Lucas crouched low, spear ready. His breath was calm, but his eyes burned like sharpened steel.

"Just give me an opening."

Elizabeth pressed a trembling hand to the serpent curled around her. It hissed, its scales glowing with runes, her Aspect [Hated] twisting her hate into a pulse of healing.

"Stay close," she whispered, though no one knew if it was to the serpent or herself.

The Marionette stopped—then clapped its hands. The sound was sharp as breaking bones.

"Shall we dance?"

And the world exploded into chaos.

The Marionette blurred forward. Its movement was wrong—an erratic rush that bent the air, arms scything down in six perfect arcs from six impossible angles.

Akame met the first three strikes head-on. Steel clanged. Sparks screamed. Her Aspect absorbed the blows and reversed it with twice the power, and when the backlash came, she grinned through bloodied teeth as her counterforce detonated—launching two of the Marionette's arms wide.

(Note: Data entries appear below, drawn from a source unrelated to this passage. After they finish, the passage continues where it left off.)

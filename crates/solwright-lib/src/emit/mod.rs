//! Solidity emission from a built contract model.
//!
//! One deterministic pass, in this order:
//! - license and pragma
//! - imports (upgradeable builds swap in upgradeable variants)
//! - contract natspec and inheritance clause
//! - constants, errors and events
//! - plain state variables or namespaced storage records
//! - constructor (and initializer for upgradeable builds)
//! - functions, with accumulated modifiers and sorted override clauses

mod config;
mod emitter;
mod render;
mod transform;

#[cfg(test)]
mod transform_tests;

pub use config::Config;
pub use emitter::Emitter;

use crate::model::ContractModel;

/// Render `model` as Solidity source. Never mutates the model.
pub fn render(model: &ContractModel, config: &Config) -> String {
    Emitter::new(model, config).emit()
}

"Not bad for a doll," she hissed.

But the Marionette twisted in midair, its body bending backward like liquid bone, the other three arms spinning into a spiral of cuts. Akame barely ducked, losing a strand of her hair as steel carved the mist behind her.

Lucas moved.

He dove low, sliding under the Marionette's legs, his spear carving deep slashes along its tendons. Some strange liquid hissed where it spilled, but the creature didn't falter—instead, it laughed.

One voice cried like a child. Another giggled sweetly. Another roared like a berserker.

All at once.

Lucas was gone again before the counterstrike landed, leaping off a coral root while using a poison on the tip of the spear to rain a storm of blows on its back.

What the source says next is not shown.